The present invention relates generally to constructed wetlands for remediation of groundwater contamination, primarily chlorinated ethane solvents, and particularly to improvements for a upward flow constructed wetland cell.
In a 2007 journal article titled “Development of a Wetland Constructed for the Treatment of Groundwater Contaminated by Chlorinated Ethenes,” James P. Amon, Abinash Agrawal, Michael L. Shelley, Bryan C. Opperman, Michael P. Enright, Nathan D. Clemmer, Thomas Slusser, Jason Lach, Teresa Sobolewski, William Gruner and Andrew C. Entingh, Ecological Engineering, Vol. 30, pp. 1-6, 2007, some of the co-inventors of the present invention, and others, described a novel upward flowing constructed wetland for removing containments from groundwater. That journal article, and all journal articles and other papers referenced in this description, are fully incorporated by reference into this description. Parts of this description may include passages from those papers, with grateful thanks to those authors, but often without specific attribution.

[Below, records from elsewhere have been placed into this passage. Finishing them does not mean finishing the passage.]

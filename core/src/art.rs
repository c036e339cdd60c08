//! ASCII-Art Generation
//!
//! Bounded-retry wrapper over the backend's raw art attempt. A response
//! whose `art` field is empty or whitespace-only fails structural
//! validation and is retried exactly like a transient call failure.
//! Retries are immediate (no backoff); once the budget is exhausted the
//! error names the attempt count and the last cause.

use thiserror::Error;

use crate::backend::{AsciiArt, GenBackend};

/// Total attempts per art request, validation failures included
pub const MAX_ART_ATTEMPTS: u32 = 2;

/// Terminal art-generation error
#[derive(Debug, Error)]
pub enum ArtError {
    #[error("Could not generate ASCII art after {attempts} attempts: {last_cause}")]
    Exhausted { attempts: u32, last_cause: String },
}

/// Generate ASCII art for `topic`, retrying up to [`MAX_ART_ATTEMPTS`].
pub async fn generate_ascii_art<B: GenBackend + ?Sized>(
    backend: &B,
    topic: &str,
) -> Result<AsciiArt, ArtError> {
    let mut last_cause = String::new();

    for attempt in 1..=MAX_ART_ATTEMPTS {
        match backend.ascii_art(topic).await {
            Ok(art) if !art.art.trim().is_empty() => return Ok(art),
            Ok(_) => {
                last_cause = "invalid or empty ASCII art in response".to_string();
            }
            Err(e) => {
                last_cause = e.to_string();
            }
        }

        tracing::warn!(
            attempt,
            max_attempts = MAX_ART_ATTEMPTS,
            topic,
            cause = %last_cause,
            "ASCII art attempt failed"
        );
    }

    Err(ArtError::Exhausted {
        attempts: MAX_ART_ATTEMPTS,
        last_cause,
    })
}

#[cfg(test)]
mod tests {
    use super::*;
    use async_trait::async_trait;
    use std::sync::atomic::{AtomicU32, Ordering};
    use tokio::sync::mpsc;

    use crate::backend::StreamChunk;

    /// Backend that always returns the same art result and counts attempts
    struct FixedArtBackend {
        result: AsciiArt,
        attempts: AtomicU32,
    }

    impl FixedArtBackend {
        fn returning(art: &str) -> Self {
            Self {
                result: AsciiArt {
                    art: art.to_string(),
                    text: None,
                },
                attempts: AtomicU32::new(0),
            }
        }
    }

    #[async_trait]
    impl GenBackend for FixedArtBackend {
        fn name(&self) -> &str {
            "fixed-art"
        }

        async fn stream_definition(&self, _topic: &str) -> mpsc::Receiver<StreamChunk> {
            let (_tx, rx) = mpsc::channel(1);
            rx
        }

        async fn random_word(&self) -> anyhow::Result<String> {
            anyhow::bail!("not used")
        }

        async fn ascii_art(&self, _topic: &str) -> anyhow::Result<AsciiArt> {
            self.attempts.fetch_add(1, Ordering::SeqCst);
            Ok(self.result.clone())
        }
    }

    #[tokio::test]
    async fn test_first_attempt_success() {
        let backend = FixedArtBackend::returning("  ><>  ");
        let art = generate_ascii_art(&backend, "fish").await.unwrap();
        assert_eq!(art.art, "  ><>  ");
        assert_eq!(backend.attempts.load(Ordering::SeqCst), 1);
    }

    #[tokio::test]
    async fn test_empty_art_exhausts_retries() {
        let backend = FixedArtBackend::returning("   ");
        let err = generate_ascii_art(&backend, "void").await.unwrap_err();

        assert_eq!(backend.attempts.load(Ordering::SeqCst), MAX_ART_ATTEMPTS);
        let message = err.to_string();
        assert!(message.contains("2 attempts"), "got: {message}");
        assert!(message.contains("empty ASCII art"), "got: {message}");
    }
}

Chlorinated solvents are a major source of groundwater pollution in the United States and pose significant health risks where groundwater is the source of drinking water. Compounds such as perchloroethylene (PCE) and trichloroethylene (TCE) were produced in large quantities after World War II and often leaked from underground storage tanks or were disposed of improperly. Where PCE is present, TCE, isomers of dichloroethylene (DCE), and vinyl chloride (VC) are often present as daughter products of its in situ degradation. These low molecular weight chlorinated hydrocarbons are relatively insoluble and much denser than water and, as such, they readily penetrate water-saturated soils and form a pool at the bottom of an aquifer. This pool and the soil zone above it become a constant source of contaminant when groundwater moves through it and creates a plume of contamination. TCE is the most common groundwater contaminant and a major contaminant at many military bases around the country.
It had been earlier discovered that contaminants such as TCE could be broken down by naturally occurring microorganisms, triggering research on ways to utilize these organisms in bioremediation treatment systems.

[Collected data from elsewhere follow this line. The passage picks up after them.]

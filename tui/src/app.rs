//! Main Application
//!
//! The App struct manages the TUI lifecycle:
//! - Event loop (keyboard, mouse, resize) via `tokio::select!`
//! - Explorer for orchestration (submission, streaming, history)
//! - Rendering with per-span hit rects for mouse pivoting
//!
//! Streaming chunks are handled reactively: each chunk arriving on the
//! explorer's channel triggers an immediate re-render rather than waiting
//! for the next frame tick.

use std::io;
use std::sync::Arc;
use std::time::Duration;

use crossterm::event::{
    Event, EventStream, KeyCode, KeyEvent, KeyEventKind, KeyModifiers, MouseButton, MouseEvent,
    MouseEventKind,
};
use futures::StreamExt;
use ratatui::backend::CrosstermBackend;
use ratatui::layout::{Constraint, Layout, Position, Rect};
use ratatui::style::{Modifier, Style};
use ratatui::text::{Line, Span};
use ratatui::widgets::{Block, Paragraph};
use ratatui::{Frame, Terminal};
use tokio::sync::mpsc;
use unicode_width::UnicodeWidthStr;

use wordrift_core::{
    generate_ascii_art, ArtError, AsciiArt, Explorer, GenBackend, SessionStatus,
};

use crate::layout::{layout_interactive, SpanKind};
use crate::theme;

/// Frame tick (10 FPS is plenty; streaming renders happen immediately)
const FRAME_DURATION: Duration = Duration::from_millis(100);

/// Frames per blink phase of the streaming cursor (~500 ms)
const BLINK_FRAMES: u64 = 5;

/// Width of the art panel when visible
const ART_PANEL_WIDTH: u16 = 34;

/// Which panel keyboard input is directed at
#[derive(Clone, Copy, Debug, PartialEq, Eq)]
enum Focus {
    Input,
    Words,
    History,
}

impl Focus {
    fn next(self) -> Self {
        match self {
            Focus::Input => Focus::Words,
            Focus::Words => Focus::History,
            Focus::History => Focus::Input,
        }
    }

    fn prev(self) -> Self {
        match self {
            Focus::Input => Focus::History,
            Focus::Words => Focus::Input,
            Focus::History => Focus::Words,
        }
    }
}

/// Results arriving from spawned side tasks
enum SideEvent {
    RandomWord(anyhow::Result<String>),
    Art {
        topic: String,
        result: Result<AsciiArt, ArtError>,
    },
}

A key to successful adaptation of those natural bioremediation treatment systems was that degradation of chlorinated ethenes may occur in both anaerobic and aerobic environments, but PCE can be converted to TCE only under anaerobic conditions, while chlorinated ethenes can be chemically and microbially converted to progressively less chlorinated ethenes anaerobically by reductive dechlorination.
Methane as a growth substrate has been successfully studied in a number of systems. During co-metabolic degradation of TCE with methane, the methane-oxidizing bacteria (methanotrophs) produce a non-specific enzyme, methane monooxygenase (MMO), which oxidizes methane as its substrate and can also fortuitously degrade TCE.
The 2007 journal article generally described a new upward flow constructed wetland cell for treating groundwater contaminated with chlorinated aliphatics. Although wetlands have been used for water treatment for many years, the unique concept of the new constructed wetland was upward vertical water flow through individually designed soil layers, or zones, within the constructed wetland cell to provide the required sequential conditions to sequentially alter the contaminants to produce non-hazardous by-products.
Briefly, the new upward flow constructed wetland fed contaminated ground water sequentially through, from bottom to top:
(1) a first layer of organic soil where PCE would undergo anaerobic dechlorination to TCE, DCE and VC, with methane formation.
(2) a second layer of iron rich soil where TCE, DCE and VC would undergo iron reduction degradation producing TCE+, DCE+ and VC with CO2 formation.
(3) a third layer where wetland plant root zones create an oxygenated zone where methane-oxidizing microorganisms oxidize the methane and, thanks to the threshold presence of the methane, also advantageously co-metabolize and degrade the TEC, DEC and VC.
Despite the success of the upward flow constructed wetland cell, its performance can still be improved.